◆ TASK GOAL
The data below is to be set down again exactly as written.

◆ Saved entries
//! Configuration layering
//!
//! A [`SyncConfig`] is a partial configuration as found in a config file or
//! on the command line. Layers are combined with [`SyncConfig::overlay`],
//! later layers overriding earlier ones, and the result is checked for
//! completeness by [`SyncConfig::resolve`].

use std::path::{Path, PathBuf};
use std::time::Duration;

use mirror_fs::ConfigStore;
use serde::Deserialize;

use super::roots::SyncRoots;
use crate::compare::CompareMode;
use crate::sync::SyncOptions;
use crate::{Error, Result};

/// A partial run configuration.
///
/// Every field is optional so that a config file may supply some values and
/// the command line the rest.
#[derive(Debug, Clone, Default, PartialEq, Eq, Deserialize)]
#[serde(deny_unknown_fields)]
pub struct SyncConfig {
    /// Source tree root
    pub source: Option<PathBuf>,
    /// Replica tree root
    pub replica: Option<PathBuf>,
    /// Seconds between the start of consecutive passes
    pub interval_secs: Option<u64>,
    /// Append-only log file
    pub log_file: Option<PathBuf>,
    /// Change detection strategy
    pub compare: Option<CompareMode>,
    /// Plan actions without touching the replica
    pub dry_run: Option<bool>,
}

/// A complete, validated run configuration.
#[derive(Debug, Clone, PartialEq, Eq)]
pub struct RunConfig {
    pub roots: SyncRoots,
    pub interval: Duration,
    pub log_file: PathBuf,
    pub options: SyncOptions,
}

impl SyncConfig {
    /// Load a partial configuration from a TOML, JSON or YAML file.
    ///
    /// # Errors
    ///
    /// Returns an error if the file cannot be read or parsed.
    pub fn load(path: &Path) -> Result<Self> {
        tracing::debug!(?path, "Loading config file");
        Ok(ConfigStore::new().load(path)?)
    }

    /// Combine two layers; values present in `higher` win.
    pub fn overlay(self, higher: SyncConfig) -> SyncConfig {
        SyncConfig {
            source: higher.source.or(self.source),
            replica: higher.replica.or(self.replica),
            interval_secs: higher.interval_secs.or(self.interval_secs),
            log_file: higher.log_file.or(self.log_file),
            compare: higher.compare.or(self.compare),
            dry_run: higher.dry_run.or(self.dry_run),
        }
    }

    /// Check that every required value is present and valid.
    ///
    /// # Errors
    ///
    /// Returns [`Error::Config`] naming the first missing or invalid value.
    pub fn resolve(self) -> Result<RunConfig> {
        let source = self.source.ok_or_else(|| Error::config("source folder is required"))?;
        let replica = self
            .replica
            .ok_or_else(|| Error::config("replica folder is required"))?;
        let interval_secs = self
            .interval_secs
            .ok_or_else(|| Error::config("sync interval is required"))?;
        if interval_secs == 0 {
            return Err(Error::config("sync interval must be a positive number of seconds"));
        }
        let log_file = self.log_file.ok_or_else(|| Error::config("log file path is required"))?;

        Ok(RunConfig {
            roots: SyncRoots::new(source, replica),
            interval: Duration::from_secs(interval_secs),
            log_file,
            options: SyncOptions {
                dry_run: self.dry_run.unwrap_or(false),
                compare: self.compare.unwrap_or_default(),
            },
        })
    }
}

#[cfg(test)]
mod tests {
    use super::*;
    use pretty_assertions::assert_eq;
    use std::fs;
    use tempfile::TempDir;

    fn complete() -> SyncConfig {
        SyncConfig {
            source: Some("src".into()),
            replica: Some("dst".into()),
            interval_secs: Some(30),
            log_file: Some("sync.log".into()),
            compare: None,
            dry_run: None,
        }
    }

    #[test]
    fn resolve_applies_defaults() {
        let run = complete().resolve().unwrap();

        assert_eq!(run.roots, SyncRoots::new("src", "dst"));
        assert_eq!(run.interval, Duration::from_secs(30));
        assert_eq!(run.options, SyncOptions::default());
    }

    #[test]
    fn resolve_rejects_zero_interval() {
        let config = SyncConfig {
            interval_secs: Some(0),
            ..complete()
        };

        let err = config.resolve().unwrap_err();
        assert!(err.to_string().contains("positive"), "got: {}", err);
    }

    #[test]
    fn resolve_reports_missing_replica() {
        let config = SyncConfig {
            replica: None,
            ..complete()
        };

        let err = config.resolve().unwrap_err();
        assert!(err.to_string().contains("replica"), "got: {}", err);
    }

    #[test]
    fn overlay_prefers_higher_layer() {
        let file = SyncConfig {
            compare: Some(CompareMode::Checksum),
            ..complete()
        };
        let cli = SyncConfig {
            interval_secs: Some(5),
            ..SyncConfig::default()
        };

        let merged = file.overlay(cli);

        assert_eq!(merged.interval_secs, Some(5));
        assert_eq!(merged.source, Some(PathBuf::from("src")));
        assert_eq!(merged.compare, Some(CompareMode::Checksum));
    }

    #[test]
    fn load_toml_config() {
        let temp = TempDir::new().unwrap();
        let path = temp.path().join("mirror.toml");
        fs::write(
            &path,
            "source = \"/data/in\"\nreplica = \"/data/out\"\ninterval_secs = 10\ncompare = \"size-timestamp\"\n",
        )
        .unwrap();

        let config = SyncConfig::load(&path).unwrap();

        assert_eq!(config.source, Some(PathBuf::from("/data/in")));
        assert_eq!(config.interval_secs, Some(10));
        assert_eq!(config.compare, Some(CompareMode::SizeTimestamp));
        assert_eq!(config.log_file, None);
    }

    #[test]
    fn load_rejects_unknown_keys() {
        let temp = TempDir::new().unwrap();
        let path = temp.path().join("mirror.toml");
        fs::write(&path, "sauce = \"/data/in\"\n").unwrap();

        assert!(SyncConfig::load(&path).is_err());
    }
}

◆ OUTPUT FOR THIS TASK
//! Configuration layering
//!
//! A [`SyncConfig`] is a partial configuration as found in a config file or
//! on the command line. Layers are combined with [`SyncConfig::overlay`],
//! later layers overriding earlier ones, and the result is checked for
//! completeness by [`SyncConfig::resolve`].

use std::path::{Path, PathBuf};
use std::time::Duration;

use mirror_fs::ConfigStore;
use serde::Deserialize;

use super::roots::SyncRoots;
use crate::compare::CompareMode;
use crate::sync::SyncOptions;
use crate::{Error, Result};

/// A partial run configuration.
///
/// Every field is optional so that a config file may supply some values and
/// the command line the rest.
#[derive(Debug, Clone, Default, PartialEq, Eq, Deserialize)]
#[serde(deny_unknown_fields)]
pub struct SyncConfig {
    /// Source tree root
    pub source: Option<PathBuf>,
    /// Replica tree root
    pub replica: Option<PathBuf>,
    /// Seconds between the start of consecutive passes
    pub interval_secs: Option<u64>,
    /// Append-only log file
    pub log_file: Option<PathBuf>,
    /// Change detection strategy
    pub compare: Option<CompareMode>,
    /// Plan actions without touching the replica
    pub dry_run: Option<bool>,
}

/// A complete, validated run configuration.
#[derive(Debug, Clone, PartialEq, Eq)]
pub struct RunConfig {
    pub roots: SyncRoots,
    pub interval: Duration,
    pub log_file: PathBuf,
    pub options: SyncOptions,
}

impl SyncConfig {
    /// Load a partial configuration from a TOML, JSON or YAML file.
    ///
    /// # Errors
    ///
    /// Returns an error if the file cannot be read or parsed.
    pub fn load(path: &Path) -> Result<Self> {
        tracing::debug!(?path, "Loading config file");
        Ok(ConfigStore::new().load(path)?)
    }

    /// Combine two layers; values present in `higher` win.
    pub fn overlay(self, higher: SyncConfig) -> SyncConfig {
        SyncConfig {
            source: higher.source.or(self.source),
            replica: higher.replica.or(self.replica),
            interval_secs: higher.interval_secs.or(self.interval_secs),
            log_file: higher.log_file.or(self.log_file),
            compare: higher.compare.or(self.compare),
            dry_run: higher.dry_run.or(self.dry_run),
        }
    }

    /// Check that every required value is present and valid.
    ///
    /// # Errors
    ///
    /// Returns [`Error::Config`] naming the first missing or invalid value.
    pub fn resolve(self) -> Result<RunConfig> {
        let source = self.source.ok_or_else(|| Error::config("source folder is required"))?;
        let replica = self
            .replica
            .ok_or_else(|| Error::config("replica folder is required"))?;
        let interval_secs = self
            .interval_secs
            .ok_or_else(|| Error::config("sync interval is required"))?;
        if interval_secs == 0 {
            return Err(Error::config("sync interval must be a positive number of seconds"));
        }
        let log_file = self.log_file.ok_or_else(|| Error::config("log file path is required"))?;

        Ok(RunConfig {
            roots: SyncRoots::new(source, replica),
            interval: Duration::from_secs(interval_secs),
            log_file,
            options: SyncOptions {
                dry_run: self.dry_run.unwrap_or(false),
                compare: self.compare.unwrap_or_default(),
            },
        })
    }
}

#[cfg(test)]
mod tests {
    use super::*;
    use pretty_assertions::assert_eq;
    use std::fs;
    use tempfile::TempDir;

    fn complete() -> SyncConfig {
        SyncConfig {
            source: Some("src".into()),
            replica: Some("dst".into()),
            interval_secs: Some(30),
            log_file: Some("sync.log".into()),
            compare: None,
            dry_run: None,
        }
    }

    #[test]
    fn resolve_applies_defaults() {
        let run = complete().resolve().unwrap();

        assert_eq!(run.roots, SyncRoots::new("src", "dst"));
        assert_eq!(run.interval, Duration::from_secs(30));
        assert_eq!(run.options, SyncOptions::default());
    }

    #[test]
    fn resolve_rejects_zero_interval() {
        let config = SyncConfig {
            interval_secs: Some(0),
            ..complete()
        };

        let err = config.resolve().unwrap_err();
        assert!(err.to_string().contains("positive"), "got: {}", err);
    }

    #[test]
    fn resolve_reports_missing_replica() {
        let config = SyncConfig {
            replica: None,
            ..complete()
        };

        let err = config.resolve().unwrap_err();
        assert!(err.to_string().contains("replica"), "got: {}", err);
    }

    #[test]
    fn overlay_prefers_higher_layer() {
        let file = SyncConfig {
            compare: Some(CompareMode::Checksum),
            ..complete()
        };
        let cli = SyncConfig {
            interval_secs: Some(5),
            ..SyncConfig::default()
        };

        let merged = file.overlay(cli);

        assert_eq!(merged.interval_secs, Some(5));
        assert_eq!(merged.source, Some(PathBuf::from("src")));
        assert_eq!(merged.compare, Some(CompareMode::Checksum));
    }

    #[test]
    fn load_toml_config() {
        let temp = TempDir::new().unwrap();
        let path = temp.path().join("mirror.toml");
        fs::write(
            &path,
            "source = \"/data/in\"\nreplica = \"/data/out\"\ninterval_secs = 10\ncompare = \"size-timestamp\"\n",
        )
        .unwrap();

        let config = SyncConfig::load(&path).unwrap();

        assert_eq!(config.source, Some(PathBuf::from("/data/in")));
        assert_eq!(config.interval_secs, Some(10));
        assert_eq!(config.compare, Some(CompareMode::SizeTimestamp));
        assert_eq!(config.log_file, None);
    }

    #[test]
    fn load_rejects_unknown_keys() {
        let temp = TempDir::new().unwrap();
        let path = temp.path().join("mirror.toml");
        fs::write(&path, "sauce = \"/data/in\"\n").unwrap();

        assert!(SyncConfig::load(&path).is_err());
    }
}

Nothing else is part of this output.